55.       I accept Mr Philbrick’s submissions that Ms Homolker, who assessed the plaintiff for the defendants, found the plaintiff to be a straightforward person who did not exaggerate his symptoms and this has been demonstrated by his high motivation in that after a number of injuries the plaintiff has returned to work on all occasions.

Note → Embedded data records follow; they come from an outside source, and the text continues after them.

//! Opportunity report derived from a finished run.

use std::collections::BTreeMap;
use std::fmt;

use chrono::{DateTime, Utc};
use serde::{Deserialize, Serialize};

use crate::catalog::{CapabilityCatalog, Category, ValueRange};
use crate::confidence::{ConfidenceAggregator, ConfidenceBand, ConfidenceState, DecisionTally};
use crate::entity::EntityId;
use crate::hypothesis::HypothesisSet;
use crate::notes::ProcessingNote;
use crate::signal::Signal;

/// Next step suggested for an opportunity.
#[derive(Debug, Clone, Copy, PartialEq, Eq, Hash, Serialize, Deserialize)]
#[serde(rename_all = "snake_case")]
pub enum RecommendedAction {
    /// Keep watching; nothing to act on yet.
    Monitor,
    /// Gather more evidence before reaching out.
    Research,
    /// Open a conversation with the entity.
    Engage,
    /// Prepare a proposal.
    Pursue,
}

impl RecommendedAction {
    #[must_use]
    pub const fn for_band(band: ConfidenceBand) -> Self {
        match band {
            ConfidenceBand::Exploratory => Self::Monitor,
            ConfidenceBand::Informed => Self::Research,
            ConfidenceBand::Confident => Self::Engage,
            ConfidenceBand::Actionable => Self::Pursue,
        }
    }
}

impl fmt::Display for RecommendedAction {
    fn fmt(&self, f: &mut fmt::Formatter<'_>) -> fmt::Result {
        match self {
            Self::Monitor => write!(f, "monitor"),
            Self::Research => write!(f, "research"),
            Self::Engage => write!(f, "engage"),
            Self::Pursue => write!(f, "pursue"),
        }
    }
}

/// Share of the catalog value range expected at a band.
#[must_use]
pub const fn value_factor(band: ConfidenceBand) -> f64 {
    match band {
        ConfidenceBand::Exploratory => 0.25,
        ConfidenceBand::Informed => 0.5,
        ConfidenceBand::Confident => 0.75,
        ConfidenceBand::Actionable => 1.0,
    }
}

/// One category of the report.
#[derive(Debug, Clone, PartialEq, Serialize, Deserialize)]
pub struct OpportunityEntry {
    pub category: Category,
    pub confidence: f64,
    pub band: ConfidenceBand,
    pub matched_capability: String,
    pub estimated_value_range: ValueRange,
    pub recommended_action: RecommendedAction,
    pub accepts: u32,
    pub weak_accepts: u32,
    /// Closed by repeated rejects during the run.
    pub saturated: bool,
}

/// Cost and timing of a run.
#[derive(Debug, Clone, PartialEq, Serialize, Deserialize)]
pub struct ReportMetadata {
    pub started_at: DateTime<Utc>,
    pub finished_at: DateTime<Utc>,
    pub duration_ms: u64,
    pub passes: u32,
    pub retrieval_calls: usize,
    pub validation_calls: usize,
    /// Cost units spent.
    pub cost: f64,
    /// Upper bound the confidence score was clamped to.
    pub confidence_ceiling: f64,
}

/// Final, read-only view of a run.
#[derive(Debug, Clone, PartialEq, Serialize, Deserialize)]
pub struct OpportunityReport {
    pub entity_id: EntityId,
    pub confidence: f64,
    pub band: ConfidenceBand,
    pub recommended_action: RecommendedAction,
    /// Entries ordered by confidence, highest first.
    pub entries: Vec<OpportunityEntry>,
    /// Baseline followed by the confidence after every completed pass.
    pub confidence_trend: Vec<f64>,
    pub metadata: ReportMetadata,
    pub notes: Vec<String>,
}

impl OpportunityReport {
    /// Entries whose own band is at least `band`.
    pub fn entries_at_least(
        &self,
        band: ConfidenceBand,
    ) -> impl Iterator<Item = &OpportunityEntry> {
        self.entries.iter().filter(move |e| e.band >= band)
    }

    /// Looks up the entry for a category.
    #[must_use]
    pub fn entry(&self, category: &Category) -> Option<&OpportunityEntry> {
        self.entries.iter().find(|e| &e.category == category)
    }
}

/// Builds reports from run state.
pub struct ReportBuilder<'a> {
    aggregator: &'a ConfidenceAggregator,
    catalog: &'a CapabilityCatalog,
}

impl<'a> ReportBuilder<'a> {
    #[must_use]
    pub fn new(aggregator: &'a ConfidenceAggregator, catalog: &'a CapabilityCatalog) -> Self {
        Self { aggregator, catalog }
    }

    /// Derives the report. The output depends only on the arguments.
    #[must_use]
    #[allow(clippy::too_many_arguments)]
    pub fn build(
        &self,
        entity_id: &EntityId,
        hypotheses: &HypothesisSet,
        signals: &[Signal],
        state: &ConfidenceState,
        confidence_trend: Vec<f64>,
        notes: &[ProcessingNote],
        metadata: ReportMetadata,
    ) -> OpportunityReport {
        let mut per_category: BTreeMap<&Category, DecisionTally> = BTreeMap::new();
        for signal in signals.iter().filter(|s| s.counts_toward_confidence()) {
            per_category
                .entry(&signal.category)
                .or_default()
                .record(&signal.category, signal.decision);
        }

        let empty = DecisionTally::default();
        let mut entries: Vec<OpportunityEntry> = hypotheses
            .iter()
            .map(|h| {
                let tally = per_category.get(&h.category).unwrap_or(&empty);
                let confidence = self.aggregator.category_confidence(h.prior, tally);
                let saturated = state.is_saturated(&h.category);
                // The run-level tally decides whether ACTIONABLE is reachable.
                let band = if saturated {
                    ConfidenceBand::Exploratory
                } else {
                    self.aggregator.band(confidence, &state.tally)
                };
                let estimated_value_range = self.catalog.get(&h.category).map_or_else(
                    || ValueRange::new(0.0, 0.0, "GBP"),
                    |entry| entry.value_range.scaled(value_factor(band)),
                );
                OpportunityEntry {
                    category: h.category.clone(),
                    confidence,
                    band,
                    matched_capability: h.matched_capability.clone(),
                    estimated_value_range,
                    recommended_action: RecommendedAction::for_band(band),
                    accepts: tally.accepts,
                    weak_accepts: tally.weak_accepts,
                    saturated,
                }
            })
            .collect();
        entries.sort_by(|a, b| {
            b.confidence
                .total_cmp(&a.confidence)
                .then_with(|| a.category.cmp(&b.category))
        });

        OpportunityReport {
            entity_id: entity_id.clone(),
            confidence: state.score,
            band: state.band,
            recommended_action: RecommendedAction::for_band(state.band),
            entries,
            confidence_trend,
            metadata,
            notes: notes.iter().map(ToString::to_string).collect(),
        }
    }
}
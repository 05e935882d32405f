use std::sync::atomic::{AtomicUsize, Ordering};
use std::sync::{Arc, Mutex};
use std::thread;
use std::time::Duration as StdDuration;

use chrono::{DateTime, Duration, TimeZone, Utc};
use precog::services::{ScriptedRetriever, ScriptedValidator, StaticProfiles};
use precog::storage::{InMemoryEpisodeStore, InMemoryRelationshipGraph, InMemoryRepository};
use precog::{
    CapabilityAdoption, Category, ChannelType, CollaboratorError, ConfidenceBand, ContentRetriever,
    Decision, DiscoveryConfig, DiscoveryOptions, DiscoveryRepository, EntityId, EntityProfile,
    EpisodeType, Evidence, FixedClock, HypothesisOrigin, NeedKind, NeedSection, NoteKind,
    Orchestrator, ProgressChannel, ProgressEvent, Provenance, RecommendedAction, RelationshipEdge,
    RelationshipKind, RetrievalRequest, SourceStrength, StopReason, TemporalEpisode, Verdict,
};

fn now() -> DateTime<Utc> {
    Utc.with_ymd_and_hms(2026, 5, 4, 8, 30, 0).unwrap()
}

fn club() -> EntityId {
    EntityId::new("northbridge-fc")
}

fn sports() -> DiscoveryOptions {
    DiscoveryOptions::default().with_vertical("sports")
}

fn ev(source: &str, channel: ChannelType, content: &str, credibility: f64) -> Evidence {
    Evidence::new(source, channel, content, credibility, now())
}

fn fast_config() -> DiscoveryConfig {
    let mut config = DiscoveryConfig::default();
    config.runtime.retry.initial_backoff_ms = 1;
    config.runtime.retry.max_backoff_ms = 2;
    config
}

56.       Mr Philbrick traced through all of the medical evidence and demonstrated properly, in my view, that the plaintiff’s ongoing symptoms are likely to be caused by ongoing degeneration in the cervical spine as opined by Mr Schofield and confirmed, to some extent, by the medical report from Mr Haw. I accept that evidence and act upon it.

Conclusion

57.       I conclude that the plaintiff is left with ongoing pain in the left shoulder and scapula region of the left shoulder which is knife-like in intensity. He suffers from a persistent stiff neck on the left side and ongoing headaches. Whilst he is not having ongoing medical treatment on a regular basis, I am of the view that the plaintiff’s ongoing pain and difficulties associated with the injury to his cervical spine can be regarded as both marked and very considerable. I am therefore of the opinion that the plaintiff has made out his case and that he suffers from a “serious injury” within the meaning of the Act.

58. Accordingly, the formal order of the court will be that the plaintiff have leave pursuant to s.134AB(16)(b) of the Act to commence a proceeding claiming damages for pain and suffering.